Over the last couple of days there’s been a debate playing out on social media – or at least the small corner of it that I attend to – about the wisdom or otherwise of the tactics adopted by Queensland climate change protesters. “Extinction Rebellion”, as its members call themselves, shut down traffic in Brisbane on Tuesday, attracting considerable criticism but also (as was their goal) a great deal of attention.
I don’t know whether this is a good way to raise awareness of the threat of climate change or not. But it’s a common dilemma faced by protest movements. When they are violent or disruptive, they are attacked for it and told they should pursue their grievances peacefully. When they act peacefully, however, people assume the issue isn’t that serious and so ignore it.
Spare a thought, then, for the people of Kashmir, denied their rights of self-determination for 70 years. When their frustration has periodically boiled over into violence, they have been called terrorists and told that peaceful means are the only way to make progress.
But when the region has been peaceful, as it has for much of the time, the world has simply ignored the issue. Comment dries up, attention moves on to other things, and the Kashmiris remain forsaken until another flare-up puts them back in the headlines.
Instead of dealing with difficult problems, the international community prefers to just keep quiet about them and hope that they go away. Usually they don’t. So it has – we have – no right to be surprised to find that Kashmir is still there, still oppressed, and now firmly back on the front page.
On Monday the Indian government of Narendra Modi, re-elected earlier this year, announced the implementation of one of its nationalist election promises: the abolition of Kashmir’s special constitutional status and the end of the limited autonomy that it enjoyed. As the Independent put it, “Even by his own shameless standards it is an act of outstanding arrogance.”
The furious (but entirely predictable) reaction from both the Kashmiris and neighboring Pakistan now puts the region on track for a catastrophic showdown, with only the diplomatic skills of Donald Trump available for mediation.

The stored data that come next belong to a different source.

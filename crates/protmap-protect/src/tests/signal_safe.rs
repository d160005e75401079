// Copyright (c) 2025-2026 Federico Hoerth <memparanoid@gmail.com>
// SPDX-License-Identifier: GPL-3.0-only
// See LICENSE in the repository root for full license text.

use core::fmt::Write;

use crate::signal_safe::StackWriter;

#[test]
fn test_formats_into_buffer() {
    let mut writer = StackWriter::new();

    write!(writer, " addr: {:#x}", 0x1000usize).expect("Failed to write!(..)");

    assert_eq!(writer.as_bytes(), b" addr: 0x1000");
}

#[test]
fn test_truncates_past_capacity() {
    let mut writer = StackWriter::new();
    let long = "x".repeat(1000);

    writer.write_str(&long).expect("Failed to write_str(..)");
    writer.write_str("tail").expect("Failed to write_str(..)");

    assert_eq!(writer.as_bytes().len(), 256);
    assert!(writer.as_bytes().iter().all(|&b| b == b'x'));
}
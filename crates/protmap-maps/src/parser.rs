// Copyright (c) 2025-2026 Federico Hoerth <memparanoid@gmail.com>
// SPDX-License-Identifier: GPL-3.0-only
// See LICENSE in the repository root for full license text.

//! Map line parser.
//!
//! Mandatory fields are all-or-nothing. The trailing file path degrades to
//! `None` instead of failing the line.

use std::path::PathBuf;

use crate::permissions::Permissions;
use crate::record::MemoryRegionRecord;

const FIELD_SEPARATORS: [u8; 2] = [b' ', b'\t'];

/// Parses one map line, with or without its line break.
///
/// Returns `None` if any mandatory field is missing or malformed. The file
/// path is kept only when it is separated from the inode by blanks, is no
/// longer than `max_file_path_len` bytes and is followed by a line break.
pub fn parse_line(line: &str, max_file_path_len: usize) -> Option<MemoryRegionRecord> {
    parse_line_bytes(line.as_bytes(), max_file_path_len)
}

/// Same as [`parse_line`] over raw bytes. The file path keeps its bytes
/// verbatim, including ones that are not valid UTF-8.
pub fn parse_line_bytes(line: &[u8], max_file_path_len: usize) -> Option<MemoryRegionRecord> {
    let (body, terminated) = match line.strip_suffix(b"\n") {
        Some(body) => (body, true),
        None => (line, false),
    };

    let mut rest = body;

    let (start, end) = next_field(&mut rest)?.split_once('-')?;
    let start = usize::from_str_radix(start, 16).ok()?;
    let end = usize::from_str_radix(end, 16).ok()?;

    let permissions = Permissions::parse(next_field(&mut rest)?)?;
    let offset = u64::from_str_radix(next_field(&mut rest)?, 16).ok()?;

    // The kernel prints device numbers in hex.
    let (major, minor) = next_field(&mut rest)?.split_once(':')?;
    let dev_major = u32::from_str_radix(major, 16).ok()?;
    let dev_minor = u32::from_str_radix(minor, 16).ok()?;

    let inode = next_field(&mut rest)?.parse::<u64>().ok()?;

    Some(MemoryRegionRecord {
        start,
        end,
        permissions,
        offset,
        dev_major,
        dev_minor,
        inode,
        file_path: trailing_path(rest, terminated, max_file_path_len),
    })
}

fn trim_separators(mut bytes: &[u8]) -> &[u8] {
    while let [first, tail @ ..] = bytes {
        if !FIELD_SEPARATORS.contains(first) {
            break;
        }
        bytes = tail;
    }
    bytes
}

/// Next blank-separated field. Mandatory fields are ASCII, so a field that
/// is not valid UTF-8 is malformed.
fn next_field<'a>(rest: &mut &'a [u8]) -> Option<&'a str> {
    let trimmed = trim_separators(rest);
    let end = trimmed
        .iter()
        .position(|b| FIELD_SEPARATORS.contains(b))
        .unwrap_or(trimmed.len());

    if end == 0 {
        return None;
    }

    let (field, tail) = trimmed.split_at(end);
    *rest = tail;

    core::str::from_utf8(field).ok()
}

fn trailing_path(rest: &[u8], terminated: bool, max_len: usize) -> Option<PathBuf> {
    let path = trim_separators(rest);

    let separated = path.len() < rest.len();
    if !separated || !terminated || path.is_empty() || path.len() > max_len {
        return None;
    }

    Some(path_from_bytes(path))
}

#[cfg(unix)]
fn path_from_bytes(bytes: &[u8]) -> PathBuf {
    use std::ffi::OsStr;
    use std::os::unix::ffi::OsStrExt;

    PathBuf::from(OsStr::from_bytes(bytes))
}

#[cfg(not(unix))]
fn path_from_bytes(bytes: &[u8]) -> PathBuf {
    PathBuf::from(String::from_utf8_lossy(bytes).into_owned())
}
// Copyright (c) 2025-2026 Federico Hoerth <memparanoid@gmail.com>
// SPDX-License-Identifier: GPL-3.0-only
// See LICENSE in the repository root for full license text.

//! Subprocess and seccomp helpers.

use std::process::{Command, Output};

fn subprocess_command(test_name: &str) -> Command {
    let exe = std::env::current_exe().expect("Failed to current_exe()");
    let mut command = Command::new(exe);
    command.args([
        "--exact",
        test_name,
        "--ignored",
        "--test-threads=1",
        "--nocapture",
    ]);
    command
}

/// Runs an ignored test as a subprocess and returns its exit code.
///
/// Returns `None` when the child was killed by a signal.
pub fn run_test_as_subprocess(test_name: &str) -> Option<i32> {
    let status = subprocess_command(test_name)
        .status()
        .expect("Failed to run subprocess");

    status.code()
}

/// Like [`run_test_as_subprocess`], but captures the child's stdout and
/// stderr.
pub fn run_test_as_subprocess_with_output(test_name: &str) -> Output {
    subprocess_command(test_name)
        .output()
        .expect("Failed to run subprocess")
}

/// Forks, runs `child` in the child process and returns the raw wait status.
///
/// The child exits with 0 if `child` returns.
pub fn fork_and_wait(child: impl FnOnce()) -> libc::c_int {
    match unsafe { libc::fork() } {
        -1 => panic!("fork failed"),
        0 => {
            child();
            unsafe { libc::_exit(0) };
        }
        child_pid => {
            let mut status: libc::c_int = 0;
            unsafe { libc::waitpid(child_pid, &mut status, 0) };
            status
        }
    }
}

/// Check if seccomp is available by forking a child process that attempts to load a filter.
/// Returns true if seccomp works, false if running under QEMU or seccomp is unavailable.
#[cfg(target_os = "linux")]
pub fn is_seccomp_available() -> bool {
    use libseccomp::{ScmpAction, ScmpFilterContext};

    let status = fork_and_wait(|| {
        let result = ScmpFilterContext::new(ScmpAction::Allow).and_then(|filter| filter.load());
        unsafe { libc::_exit(if result.is_ok() { 0 } else { 1 }) };
    });

    libc::WIFEXITED(status) && libc::WEXITSTATUS(status) == 0
}

#[cfg(target_os = "linux")]
fn block_syscall(name: &str) {
    use libseccomp::{ScmpAction, ScmpFilterContext, ScmpSyscall};

    let mut filter = ScmpFilterContext::new(ScmpAction::Allow).expect("Failed to create filter");
    filter
        .add_rule(
            ScmpAction::Errno(libc::EPERM),
            ScmpSyscall::from_name(name).expect("Failed to from_name(..)"),
        )
        .expect("Failed to add rule");
    filter.load().expect("Failed to load seccomp filter");
}

/// Makes every subsequent `mprotect` in this process fail with `EPERM`.
#[cfg(target_os = "linux")]
pub fn block_mprotect() {
    block_syscall("mprotect");
}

Yet most of the media commentary still manages to avoid the critical point: that the Kashmiris do not want to be part of India, and that the only permanent solution to the problem, short of allowing the Indian government to commit genocide, is to let them determine their own future.
Some of us have been saying this for a long time. Here am I in Crikey in July 2006:
[A] more lasting option for peace would be an act of self-determination under international supervision. There’s no chance of it happening soon, but India’s friends (among whom Australia should be more prominent), as well as offering every assistance to fight terrorism, need to quietly insist that self-determination for Kashmir is the only long-term solution.

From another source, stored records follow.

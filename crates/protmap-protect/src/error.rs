// Copyright (c) 2025-2026 Federico Hoerth <memparanoid@gmail.com>
// SPDX-License-Identifier: GPL-3.0-only
// See LICENSE in the repository root for full license text.

//! Error types for protmap-protect.

use std::io;

use thiserror::Error;

use crate::protection::Protection;

/// Errors from a protection change.
#[derive(Debug, Error)]
pub enum ProtectError {
    /// The page size used for alignment is zero.
    #[error("invalid page size 0")]
    InvalidPageSize,

    /// The page-aligned span does not fit in the address space.
    #[error("span {address:#x} + {length} overflows the address space")]
    Overflow {
        /// Requested address.
        address: usize,
        /// Requested length.
        length: usize,
    },

    /// No region of the memory map covers the address.
    #[error("Can't find old permissions for {address:#x}")]
    RegionNotFound {
        /// Requested address.
        address: usize,
    },

    /// The `mprotect` call failed.
    #[error("mprotect({address:#x}, {length}, {protection}) failed. Reason: {source}")]
    Mprotect {
        /// Page-aligned start of the span.
        address: usize,
        /// Length of the span in bytes.
        length: usize,
        /// Requested protection.
        protection: Protection,
        /// Underlying OS error.
        source: io::Error,
    },
}

/// Errors from installing or removing the fault handler.
#[derive(Debug, Error)]
pub enum HandlerError {
    /// `sigaction` refused the handler.
    #[error("sigaction({signal}) failed: {source}")]
    Install {
        /// Signal number.
        signal: libc::c_int,
        /// Underlying OS error.
        source: io::Error,
    },

    /// `sigaction` refused to restore the default disposition.
    #[error("sigaction({signal}, SIG_DFL) failed: {source}")]
    Uninstall {
        /// Signal number.
        signal: libc::c_int,
        /// Underlying OS error.
        source: io::Error,
    },
}
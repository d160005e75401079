// Copyright (c) 2025-2026 Federico Hoerth <memparanoid@gmail.com>
// SPDX-License-Identifier: GPL-3.0-only
// See LICENSE in the repository root for full license text.

use std::path::{Path, PathBuf};

use crate::config::{DEFAULT_MAX_FILE_PATH_LEN, DEFAULT_MAX_MAP_PATH_LEN, MapsConfig};
use crate::error::MapsError;

#[test]
fn test_default_targets_proc() {
    let config = MapsConfig::default();

    assert_eq!(config.proc_root(), Path::new("/proc"));
    assert_eq!(config.max_map_path_len, DEFAULT_MAX_MAP_PATH_LEN);
    assert_eq!(config.max_file_path_len, DEFAULT_MAX_FILE_PATH_LEN);
    assert!(config.dump_on_lookup);
}

#[test]
fn test_maps_path_joins_pid() {
    let path = MapsConfig::default()
        .maps_path(1234)
        .expect("Failed to maps_path(..)");

    assert_eq!(path, PathBuf::from("/proc/1234/maps"));
}

#[test]
fn test_maps_path_rejects_paths_at_bound() {
    // "/proc/1/maps" is 12 bytes.
    let config = MapsConfig::default().with_max_map_path_len(12);

    let result = config.maps_path(1);

    assert!(matches!(
        result,
        Err(MapsError::PathTooLong { len: 12, max: 12 })
    ));
    assert!(config.with_max_map_path_len(13).maps_path(1).is_ok());
}
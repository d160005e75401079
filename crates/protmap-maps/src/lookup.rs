// Copyright (c) 2025-2026 Federico Hoerth <memparanoid@gmail.com>
// SPDX-License-Identifier: GPL-3.0-only
// See LICENSE in the repository root for full license text.

//! RegionLookup - find the region containing an address.
//!
//! Resource and parse errors stop here: they are reported on standard error
//! and the lookup answers "not found".

use std::io::{self, Write};

use log::debug;

use crate::config::MapsConfig;
use crate::error::report;
use crate::permissions::Permissions;
use crate::record::MemoryRegionRecord;
use crate::source::MapSource;

/// Divider printed around lookup diagnostics.
pub const DIVIDER: &str =
    "********************************************************************************";

/// Scans map descriptions for the region containing an address.
///
/// Every lookup prints the full map, then the matched region, to `out`.
#[derive(Debug)]
pub struct RegionLookup<W = io::Stdout> {
    config: MapsConfig,
    out: W,
}

impl RegionLookup<io::Stdout> {
    /// Creates a lookup that prints to standard output.
    pub fn new(config: MapsConfig) -> Self {
        Self::with_output(config, io::stdout())
    }
}

impl<W: Write> RegionLookup<W> {
    /// Creates a lookup that prints to `out`.
    pub fn with_output(config: MapsConfig, out: W) -> Self {
        Self { config, out }
    }

    /// Returns the configuration.
    pub fn config(&self) -> &MapsConfig {
        &self.config
    }

    /// Returns the diagnostic output.
    pub fn output(&self) -> &W {
        &self.out
    }

    /// Returns the diagnostic output for writing.
    pub fn output_mut(&mut self) -> &mut W {
        &mut self.out
    }

    /// Consumes the lookup, returning the diagnostic output.
    pub fn into_output(self) -> W {
        self.out
    }

    /// Finds the region of process `pid` whose range contains `address`.
    ///
    /// First match in map order wins. Returns `None` when no region covers
    /// the address or the map cannot be read.
    pub fn find(&mut self, pid: u32, address: usize) -> Option<MemoryRegionRecord> {
        match MapSource::open(pid, &self.config) {
            Ok(source) => self.find_in(source, address),
            Err(error) => {
                report(&error);
                None
            }
        }
    }

    /// Same as [`Self::find`] over an already open source. The source is
    /// closed before returning.
    pub fn find_in(&mut self, mut source: MapSource, address: usize) -> Option<MemoryRegionRecord> {
        let found = scan(&mut source, address);

        if self.config.dump_on_lookup {
            self.dump(&mut source);
        }

        match &found {
            Some(record) => self.print_found(address, record),
            None => debug!("no region of {} contains {address:#x}", source.path().display()),
        }

        if let Err(error) = source.close() {
            report(&error);
        }

        found
    }

    /// Permissions of the calling process at `address`.
    pub fn permissions_at(&mut self, address: usize) -> Option<Permissions> {
        self.find(std::process::id(), address)
            .map(|record| record.permissions)
    }

    fn dump(&mut self, source: &mut MapSource) {
        let _ = writeln!(self.out, "{DIVIDER}");

        if let Err(error) = source.dump_remaining(&mut self.out) {
            report(&error);
        }
    }

    fn print_found(&mut self, address: usize, record: &MemoryRegionRecord) {
        let _ = writeln!(self.out, "{DIVIDER}");
        let _ = writeln!(self.out, "Found: {address:#x}");
        let _ = writeln!(self.out, "{record}");
        let _ = writeln!(self.out, "{DIVIDER}");
        let _ = self.out.flush();
    }
}

fn scan(source: &mut MapSource, address: usize) -> Option<MemoryRegionRecord> {
    loop {
        match source.parse_next() {
            Ok(Some(record)) if record.contains(address) => return Some(record),
            Ok(Some(_)) => continue,
            Ok(None) => return None,
            Err(error) => {
                report(&error);
                return None;
            }
        }
    }
}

And again two years later:
But self-determination has few friends in high places. Almost every government regards it as a potential threat, to its allies if not to itself. …
India is a potential economic superpower, a hugely important trading partner and strategic interest for Australia as well as other western countries. None of them want to point to the skeleton in its closet. But our silence is ultimately doing no favors, either for India or for Kashmir.

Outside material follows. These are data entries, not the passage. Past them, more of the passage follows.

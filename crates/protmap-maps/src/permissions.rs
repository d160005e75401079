// Copyright (c) 2025-2026 Federico Hoerth <memparanoid@gmail.com>
// SPDX-License-Identifier: GPL-3.0-only
// See LICENSE in the repository root for full license text.

//! Four-character access code of a mapping.

use core::fmt;

/// Access code of a region, e.g. `r-xp`.
///
/// Fixed width, one position per attribute: `r`/`-`, `w`/`-`, `x`/`-`,
/// then `s` (shared) or `p` (private).
#[derive(Debug, Clone, Copy, PartialEq, Eq, Hash)]
pub struct Permissions([u8; 4]);

impl Permissions {
    /// Width of the code in bytes.
    pub const LEN: usize = 4;

    /// Parses a code, rejecting anything outside the `{r,-}{w,-}{x,-}{s,p}`
    /// alphabet or of the wrong width.
    pub fn parse(code: &str) -> Option<Self> {
        let &[read, write, execute, sharing] = code.as_bytes() else {
            return None;
        };

        let valid = matches!(read, b'r' | b'-')
            && matches!(write, b'w' | b'-')
            && matches!(execute, b'x' | b'-')
            && matches!(sharing, b's' | b'p');

        valid.then_some(Self([read, write, execute, sharing]))
    }

    /// Returns true if the region is readable.
    pub fn is_readable(&self) -> bool {
        self.0[0] == b'r'
    }

    /// Returns true if the region is writable.
    pub fn is_writable(&self) -> bool {
        self.0[1] == b'w'
    }

    /// Returns true if the region is executable.
    pub fn is_executable(&self) -> bool {
        self.0[2] == b'x'
    }

    /// Returns true if the mapping is shared, false if private (copy-on-write).
    pub fn is_shared(&self) -> bool {
        self.0[3] == b's'
    }

    /// Returns the code as text.
    pub fn as_str(&self) -> &str {
        // Only ASCII bytes pass parse().
        core::str::from_utf8(&self.0).unwrap_or("????")
    }
}

impl fmt::Display for Permissions {
    fn fmt(&self, f: &mut fmt::Formatter<'_>) -> fmt::Result {
        f.write_str(self.as_str())
    }
}
// Copyright (c) 2025-2026 Federico Hoerth <memparanoid@gmail.com>
// SPDX-License-Identifier: GPL-3.0-only
// See LICENSE in the repository root for full license text.

//! Lookup configuration.

use std::path::{Path, PathBuf};

use crate::error::MapsError;

/// Default bound on the constructed `<root>/<pid>/maps` path, in bytes.
pub const DEFAULT_MAX_MAP_PATH_LEN: usize = 1024;

/// Default bound on the optional trailing file path, in bytes.
pub const DEFAULT_MAX_FILE_PATH_LEN: usize = DEFAULT_MAX_MAP_PATH_LEN - 1;

/// Where map descriptions are found and how they are parsed.
#[derive(Debug, Clone, PartialEq, Eq)]
pub struct MapsConfig {
    /// Directory holding one `<pid>/maps` entry per process.
    pub proc_root: PathBuf,
    /// Paths of this many bytes or more are rejected.
    pub max_map_path_len: usize,
    /// Trailing file paths longer than this are dropped from the record.
    pub max_file_path_len: usize,
    /// Whether [`crate::RegionLookup`] dumps the whole map on every lookup.
    pub dump_on_lookup: bool,
}

impl Default for MapsConfig {
    fn default() -> Self {
        Self {
            proc_root: PathBuf::from("/proc"),
            max_map_path_len: DEFAULT_MAX_MAP_PATH_LEN,
            max_file_path_len: DEFAULT_MAX_FILE_PATH_LEN,
            dump_on_lookup: true,
        }
    }
}

impl MapsConfig {
    /// Replaces the directory that holds per-process map descriptions.
    pub fn with_proc_root(mut self, root: impl Into<PathBuf>) -> Self {
        self.proc_root = root.into();
        self
    }

    /// Replaces the bound on the constructed map path.
    pub fn with_max_map_path_len(mut self, max: usize) -> Self {
        self.max_map_path_len = max;
        self
    }

    /// Replaces the bound on the optional trailing file path.
    pub fn with_max_file_path_len(mut self, max: usize) -> Self {
        self.max_file_path_len = max;
        self
    }

    /// Enables or disables the diagnostic dump performed by lookups.
    pub fn with_dump_on_lookup(mut self, dump: bool) -> Self {
        self.dump_on_lookup = dump;
        self
    }

    /// Returns the directory holding per-process map descriptions.
    pub fn proc_root(&self) -> &Path {
        &self.proc_root
    }

    /// Builds the map path for `pid`, enforcing `max_map_path_len`.
    pub fn maps_path(&self, pid: u32) -> Result<PathBuf, MapsError> {
        let path = self.proc_root.join(pid.to_string()).join("maps");
        let len = path.as_os_str().len();

        if len >= self.max_map_path_len {
            return Err(MapsError::PathTooLong {
                len,
                max: self.max_map_path_len,
            });
        }

        Ok(path)
    }
}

The Economist put its finger on the problem in 2017:
By conflating the two kinds of unrest, the [Indian] government limits its options for dealing with the less deadly kind. … But the government will not talk to any group that supports independence for Kashmir. That rules out the only one that enjoys broad support in the valley …
The government in Delhi should enter talks with separatist groups before their supporters become too enraged to countenance any discussions.
It was, of course, ignored. As was Arundhati Roy, who sounded the alarm bells just five months ago:
Kashmir is the real theatre of unspeakable violence and moral corrosion that can spin us into violence and nuclear war at any moment. To prevent that from happening, the conflict in Kashmir has to be addressed and resolved. That can only be done if Kashmiris are given a chance to freely and fearlessly tell the world what they are fighting for and what they really want.
It’s a lesson that history has repeated many times: concessions that are refused to peaceful protest will one day have to be made, with interest, to violence. Will we ever learn?